I’ve learned so much from it (including basic sign language) and it certainly was an eye opener for me to the world of deafblindness.
Friday was a day off from the scientific programs, and almost all 450 delegates were off to either the Zoo, AQWA, Yanchep or New Norcia. I, along with about 70+ other delegates were off to New Norcia.
New Norcia is Australia’s only monastic town, and full of history. I thought it would be dead boring, but it wasn’t!
In 1846, a Benedictine mission to the local aborigines was started and was led by two Spanish Benedictines. Hence, the name New Norcia, named after Norcia in Italy, the birthplace of St. Benedict.

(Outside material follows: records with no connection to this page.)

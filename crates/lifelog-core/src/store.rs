//! Document stores: an in-memory store and a directory of JSON lifelogs.
//!
//! Both satisfy the read-only [`DocumentStore`] contract; neither is part of
//! the ranking core, they exist so the engine can run without an external
//! storage service.

use anyhow::{Context, Result};
use async_trait::async_trait;
use chrono::NaiveDate;
use parking_lot::RwLock;
use serde::Deserialize;
use std::collections::{BTreeMap, HashMap};
use std::fs;
use std::path::{Path, PathBuf};
use std::sync::Arc;
use tracing::{debug, info, warn};

use crate::traits::DocumentStore;
use crate::types::{Document, DocumentId};

/// Documents held in memory with a day-granular date index.
#[derive(Debug, Default, Clone)]
pub struct MemoryStore {
    docs: Vec<Document>,
    by_id: HashMap<DocumentId, usize>,
    by_date: BTreeMap<NaiveDate, Vec<usize>>,
}

impl MemoryStore {
    /// Later documents with an already-seen id replace the earlier one.
    pub fn new(documents: Vec<Document>) -> Self {
        let mut store = Self::default();
        for doc in documents {
            store.insert(doc);
        }
        store
    }

    fn insert(&mut self, doc: Document) {
        if let Some(&slot) = self.by_id.get(&doc.id) {
            let old_date = self.docs[slot].date();
            if let Some(ids) = self.by_date.get_mut(&old_date) {
                ids.retain(|&i| i != slot);
            }
            self.by_date.entry(doc.date()).or_default().push(slot);
            self.docs[slot] = doc;
            return;
        }
        let slot = self.docs.len();
        self.by_id.insert(doc.id.clone(), slot);
        self.by_date.entry(doc.date()).or_default().push(slot);
        self.docs.push(doc);
    }

    pub fn len(&self) -> usize {
        self.docs.len()
    }

    pub fn is_empty(&self) -> bool {
        self.docs.is_empty()
    }

    pub fn documents(&self) -> &[Document] {
        &self.docs
    }

    pub fn get(&self, id: &str) -> Option<&Document> {
        self.by_id.get(id).map(|&i| &self.docs[i])
    }

    fn range(&self, start: NaiveDate, end: NaiveDate) -> Vec<(DocumentId, NaiveDate)> {
        if start > end {
            return Vec::new();
        }
        self.by_date
            .range(start..=end)
            .flat_map(|(date, slots)| slots.iter().map(move |&i| (self.docs[i].id.clone(), *date)))
            .collect()
    }

    fn lookup(&self, id: &str, date: NaiveDate) -> Option<Document> {
        self.get(id).filter(|d| d.date() == date).cloned()
    }
}

#[async_trait]
impl DocumentStore for MemoryStore {
    async fn load_all(&self) -> Result<Vec<Document>> {
        Ok(self.docs.clone())
    }

    async fn load_by_date_range(&self, start: NaiveDate, end: NaiveDate) -> Result<Vec<(DocumentId, NaiveDate)>> {
        Ok(self.range(start, end))
    }

    async fn load(&self, id: &str, date: NaiveDate) -> Result<Option<Document>> {
        Ok(self.lookup(id, date))
    }
}

/// A lifelog file holds either one document or an array of them.
#[derive(Deserialize)]
#[serde(untagged)]
enum LifelogFile {
    Many(Vec<Document>),
    One(Box<Document>),
}

/// Reads `*.json` lifelogs from a directory tree.
///
/// `load_all` rescans the directory; date lookups use the most recent scan
/// (scanning once on first use).
pub struct JsonDirStore {
    root: PathBuf,
    snapshot: RwLock<Option<Arc<MemoryStore>>>,
}

impl JsonDirStore {
    pub fn open(root: impl Into<PathBuf>) -> Result<Self> {
        let root = root.into();
        if !root.is_dir() {
            anyhow::bail!("document directory {} does not exist", root.display());
        }
        Ok(Self { root, snapshot: RwLock::new(None) })
    }

    pub fn root(&self) -> &Path {
        &self.root
    }

    fn scan(&self) -> Result<Arc<MemoryStore>> {
        let files = list_json_files(&self.root);
        if files.is_empty() {
            info!(dir = %self.root.display(), "no .json lifelogs found");
        }
        let mut documents = Vec::new();
        for file_path in &files {
            match read_lifelog_file(file_path) {
                Ok(docs) => documents.extend(docs),
                Err(e) => warn!(file = %file_path.display(), error = %e, "skipping unreadable lifelog file"),
            }
        }
        debug!(files = files.len(), documents = documents.len(), "scanned lifelog directory");
        let store = Arc::new(MemoryStore::new(documents));
        *self.snapshot.write() = Some(Arc::clone(&store));
        Ok(store)
    }

    fn current(&self) -> Result<Arc<MemoryStore>> {
        if let Some(store) = self.snapshot.read().as_ref() {
            return Ok(Arc::clone(store));
        }
        self.scan()
    }
}

#[async_trait]
impl DocumentStore for JsonDirStore {
    async fn load_all(&self) -> Result<Vec<Document>> {
        Ok(self.scan()?.documents().to_vec())
    }

    async fn load_by_date_range(&self, start: NaiveDate, end: NaiveDate) -> Result<Vec<(DocumentId, NaiveDate)>> {
        Ok(self.current()?.range(start, end))
    }

    async fn load(&self, id: &str, date: NaiveDate) -> Result<Option<Document>> {
        Ok(self.current()?.lookup(id, date))
    }
}

fn read_lifelog_file(file_path: &Path) -> Result<Vec<Document>> {
    let raw = match fs::read_to_string(file_path) {
        Ok(content) => content,
        Err(_) => String::from_utf8_lossy(&fs::read(file_path)?).to_string(),
    };
    let parsed: LifelogFile =
        serde_json::from_str(&raw).with_context(|| format!("parsing {}", file_path.display()))?;
    Ok(match parsed {
        LifelogFile::Many(docs) => docs,
        LifelogFile::One(doc) => vec![*doc],
    })
}

fn list_json_files(root: &Path) -> Vec<PathBuf> {
    let mut json_files: Vec<PathBuf> = walkdir::WalkDir::new(root)
        .into_iter()
        .filter_map(std::result::Result::ok)
        .filter(|e| e.file_type().is_file())
        .filter(|e| e.path().extension().and_then(|s| s.to_str()) == Some("json"))
        .map(|e| e.path().to_path_buf())
        .collect();
    json_files.sort();
    json_files
}
//! lifelog-text
//!
//! In-memory lexical pattern index. Phrases (quoted text, capitalized names,
//! "word + number" pairs) are pulled out of the query and scored well above
//! independent tokens; proximity and co-occurrence add on top, and the final
//! score is length-normalized into `[0, 1)`.

pub mod index;
pub mod phrase;
pub mod search;

pub use index::{IndexStats, PatternIndex};
pub use search::{normalize_score, SearchOptions};
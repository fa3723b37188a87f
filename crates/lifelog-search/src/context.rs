//! Discovery state shared by the strategies of one parallel search.
//!
//! Writes only ever add: sets are unioned and a strategy's confidence entry
//! only moves up. Every field has its own lock, so concurrent writers never
//! lose updates and the final contents do not depend on completion order.

use chrono::NaiveDate;
use parking_lot::Mutex;
use serde::Serialize;
use std::collections::{BTreeMap, BTreeSet};

use lifelog_core::types::{DocumentId, StrategyKind};

/// What a strategy contributes after it runs.
#[derive(Debug, Clone, Default)]
pub struct ContextUpdate {
    pub hot_documents: Vec<DocumentId>,
    pub dates: Vec<NaiveDate>,
    pub keywords: Vec<String>,
    pub confidence: Option<f64>,
}

#[derive(Debug, Default)]
pub struct SearchContext {
    hot_document_ids: Mutex<BTreeSet<DocumentId>>,
    discovered_dates: Mutex<BTreeSet<NaiveDate>>,
    /// Keyword -> number of contributions.
    relevant_keywords: Mutex<BTreeMap<String, usize>>,
    strategy_confidence: Mutex<BTreeMap<StrategyKind, f64>>,
}

impl SearchContext {
    pub fn new() -> Self {
        Self::default()
    }

    pub fn update(&self, strategy: StrategyKind, update: ContextUpdate) {
        if !update.hot_documents.is_empty() {
            self.hot_document_ids.lock().extend(update.hot_documents);
        }
        if !update.dates.is_empty() {
            self.discovered_dates.lock().extend(update.dates);
        }
        if !update.keywords.is_empty() {
            let mut keywords = self.relevant_keywords.lock();
            for keyword in update.keywords {
                *keywords.entry(keyword).or_insert(0) += 1;
            }
        }
        if let Some(confidence) = update.confidence {
            self.strategy_confidence
                .lock()
                .entry(strategy)
                .and_modify(|c| *c = c.max(confidence))
                .or_insert(confidence);
        }
    }

    pub fn is_hot(&self, id: &str) -> bool {
        self.hot_document_ids.lock().contains(id)
    }

    pub fn hot_documents(&self) -> Vec<DocumentId> {
        self.hot_document_ids.lock().iter().cloned().collect()
    }

    pub fn dates(&self) -> Vec<NaiveDate> {
        self.discovered_dates.lock().iter().copied().collect()
    }

    /// Most contributed keywords first; ties alphabetical.
    pub fn top_keywords(&self, limit: usize) -> Vec<String> {
        let keywords = self.relevant_keywords.lock();
        let mut ranked: Vec<(&String, &usize)> = keywords.iter().collect();
        ranked.sort_by(|a, b| b.1.cmp(a.1).then_with(|| a.0.cmp(b.0)));
        ranked.into_iter().take(limit).map(|(k, _)| k.clone()).collect()
    }

    pub fn confidence(&self, strategy: StrategyKind) -> Option<f64> {
        self.strategy_confidence.lock().get(&strategy).copied()
    }

    pub fn snapshot(&self) -> ContextSnapshot {
        ContextSnapshot {
            hot_document_ids: self.hot_documents(),
            discovered_dates: self.dates(),
            relevant_keywords: self.top_keywords(usize::MAX),
            strategy_confidence: self.strategy_confidence.lock().clone(),
        }
    }
}

/// Point-in-time copy of a [`SearchContext`], reported with parallel results.
#[derive(Debug, Clone, Default, PartialEq, Serialize)]
#[serde(rename_all = "camelCase")]
pub struct ContextSnapshot {
    pub hot_document_ids: Vec<DocumentId>,
    pub discovered_dates: Vec<NaiveDate>,
    pub relevant_keywords: Vec<String>,
    pub strategy_confidence: BTreeMap<StrategyKind, f64>,
}

impl ContextSnapshot {
    pub fn is_hot(&self, id: &str) -> bool {
        self.hot_document_ids.binary_search_by(|h| h.as_str().cmp(id)).is_ok()
    }

    /// Days from `date` to the closest discovered date.
    pub fn days_to_nearest_date(&self, date: NaiveDate) -> Option<i64> {
        self.discovered_dates.iter().map(|d| (*d - date).num_days().abs()).min()
    }
}
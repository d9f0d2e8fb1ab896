use std::fmt;

use serde::{Deserialize, Deserializer, Serialize, Serializer, de};

#[derive(Debug, Clone, Copy, PartialEq, Eq, Hash)]
pub enum Color {
    White,
    Blue,
    Black,
    Red,
    Green,
}

impl Color {
    pub const ALL: [Color; 5] = [
        Color::White,
        Color::Blue,
        Color::Black,
        Color::Red,
        Color::Green,
    ];

    /// The feed's single-letter symbol for this color.
    pub const fn symbol(self) -> char {
        match self {
            Color::White => 'W',
            Color::Blue => 'U',
            Color::Black => 'B',
            Color::Red => 'R',
            Color::Green => 'G',
        }
    }

    /// Parse a feed symbol (`"W"`, `"U"`, `"B"`, `"R"`, `"G"`).
    pub fn from_symbol(s: &str) -> Option<Self> {
        match s {
            "W" | "w" => Some(Color::White),
            "U" | "u" => Some(Color::Blue),
            "B" | "b" => Some(Color::Black),
            "R" | "r" => Some(Color::Red),
            "G" | "g" => Some(Color::Green),
            _ => None,
        }
    }
}

impl fmt::Display for Color {
    fn fmt(&self, f: &mut fmt::Formatter<'_>) -> fmt::Result {
        write!(f, "{}", self.symbol())
    }
}

impl Serialize for Color {
    fn serialize<S: Serializer>(&self, serializer: S) -> Result<S::Ok, S::Error> {
        serializer.serialize_char(self.symbol())
    }
}

impl<'de> Deserialize<'de> for Color {
    fn deserialize<D: Deserializer<'de>>(deserializer: D) -> Result<Self, D::Error> {
        let s = String::deserialize(deserializer)?;
        Color::from_symbol(&s)
            .ok_or_else(|| de::Error::custom(format!("unknown color symbol {s:?}")))
    }
}

/// A set of colors represented as bitflags for efficient operations.
#[derive(Debug, Clone, Copy, PartialEq, Eq, Hash, Default)]
pub struct ColorSet(u8);

impl ColorSet {
    pub const COLORLESS: Self = Self(0);

    /// Creates a new empty ColorSet.
    pub const fn new() -> Self {
        Self(0)
    }

    /// Creates a ColorSet from a single color.
    pub const fn from_color(color: Color) -> Self {
        Self(1 << color as u8)
    }

    /// Returns true if this set contains no colors.
    pub const fn is_empty(self) -> bool {
        self.0 == 0
    }

    /// Returns true if this set contains the given color.
    pub const fn contains(self, color: Color) -> bool {
        self.0 & Self::from_color(color).0 != 0
    }

    /// Returns the union of two color sets.
    pub const fn union(self, other: ColorSet) -> Self {
        Self(self.0 | other.0)
    }

    /// Returns the number of colors in this set.
    pub const fn count(self) -> u32 {
        self.0.count_ones()
    }

    /// Adds a color to this set, returning the new set.
    pub const fn with(self, color: Color) -> Self {
        self.union(Self::from_color(color))
    }

    /// Iterate the colors present in this set, in WUBRG order.
    pub fn iter(self) -> impl Iterator<Item = Color> {
        Color::ALL.into_iter().filter(move |c| self.contains(*c))
    }
}

impl From<Color> for ColorSet {
    fn from(color: Color) -> Self {
        Self::from_color(color)
    }
}

impl FromIterator<Color> for ColorSet {
    fn from_iter<T: IntoIterator<Item = Color>>(iter: T) -> Self {
        iter.into_iter()
            .fold(ColorSet::COLORLESS, |set, color| set.with(color))
    }
}

impl fmt::Display for ColorSet {
    fn fmt(&self, f: &mut fmt::Formatter<'_>) -> fmt::Result {
        if self.is_empty() {
            return write!(f, "C");
        }
        for color in self.iter() {
            write!(f, "{}", color.symbol())?;
        }
        Ok(())
    }
}

#[cfg(test)]
mod tests {
    use super::*;

    #[test]
    fn test_symbol_roundtrip() {
        for color in Color::ALL {
            assert_eq!(Color::from_symbol(&color.symbol().to_string()), Some(color));
        }
        assert_eq!(Color::from_symbol("X"), None);
        assert_eq!(Color::from_symbol(""), None);
    }

    #[test]
    fn test_color_set_empty() {
        let set = ColorSet::new();
        assert!(set.is_empty());
        assert_eq!(set.count(), 0);
        assert_eq!(set.to_string(), "C");
    }

    #[test]
    fn test_color_set_union() {
        let izzet = ColorSet::from_color(Color::Blue).with(Color::Red);
        assert!(izzet.contains(Color::Blue));
        assert!(izzet.contains(Color::Red));
        assert!(!izzet.contains(Color::Green));
        assert_eq!(izzet.count(), 2);
    }

    #[test]
    fn test_color_set_from_iter() {
        let set: ColorSet = [Color::White, Color::Black, Color::White]
            .into_iter()
            .collect();
        assert_eq!(set.count(), 2);
        assert!(set.contains(Color::White));
        assert!(set.contains(Color::Black));
    }

    #[test]
    fn test_color_set_iter_order() {
        let set: ColorSet = [Color::Green, Color::White].into_iter().collect();
        let colors: Vec<Color> = set.iter().collect();
        assert_eq!(colors, vec![Color::White, Color::Green]);
        assert_eq!(set.to_string(), "WG");
    }

    #[test]
    fn test_color_deserialize() {
        let colors: Vec<Color> = serde_json::from_str(r#"["R","G"]"#).unwrap();
        assert_eq!(colors, vec![Color::Red, Color::Green]);
        assert!(serde_json::from_str::<Vec<Color>>(r#"["Q"]"#).is_err());
    }
}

Even up till today, there are still a few monks living there, and they still live a very disciplined and hard life.
Before i went on the trip itself, i was planning on just going with the flow, helping if one of the delegates asks for help, and just taking pictures. Lots and lots of pictures!
But just before we left, a lady with her guide dog came up to me and ask where we’ll be meeting. I took her down to the meeting place and as if it was fate, we got stuck together for the entire trip. I became her sighted guide.
Pesley, 10.5 years old
If you ask me, although i didn’t manage to snap any good photos, it was really worth it. It was an experience i would never ever forget!
Being a sighted guide isn’t as easy as it looks. You’re the eyes of someone who has no sight. You’ve gotta balance everything around you, and tell them if there’s a step, to duck down if there’s something there and so much more.
And in the museum, I had to describe the paintings and read out descriptions..so that she can actually visualize the paintings.
And one thing i realise about the disabled here, they’re really independent. With technology, gadgets for them has evolved so much that it really surprises you how well they blend into our society.
In the Abbey Church
Smallest English dictionary in the world
Violin and viola
Education in New Norcia was very focused around music and sports. Thus, they had their own orchestras and these instruments are ancient! Would love to have the viola 😀
New Norcia is also famous for their bread which was orginally milled and baked in a wood-fired oven.
New Norcia Nutcake
However, you don’t have to travel for 2 hours just to try their bread! The monks at New Norcia have brought their bread and speciality cakes to Perth and there are a couple of shops selling them. Check out their site for more details.
That’s New Norcia for you, a slice of Spain in Western Australia.
Had a great time, and thank goodness I wasn’t clumsy or blur that day. Otherwise there goes the saying “blind leading the blind.”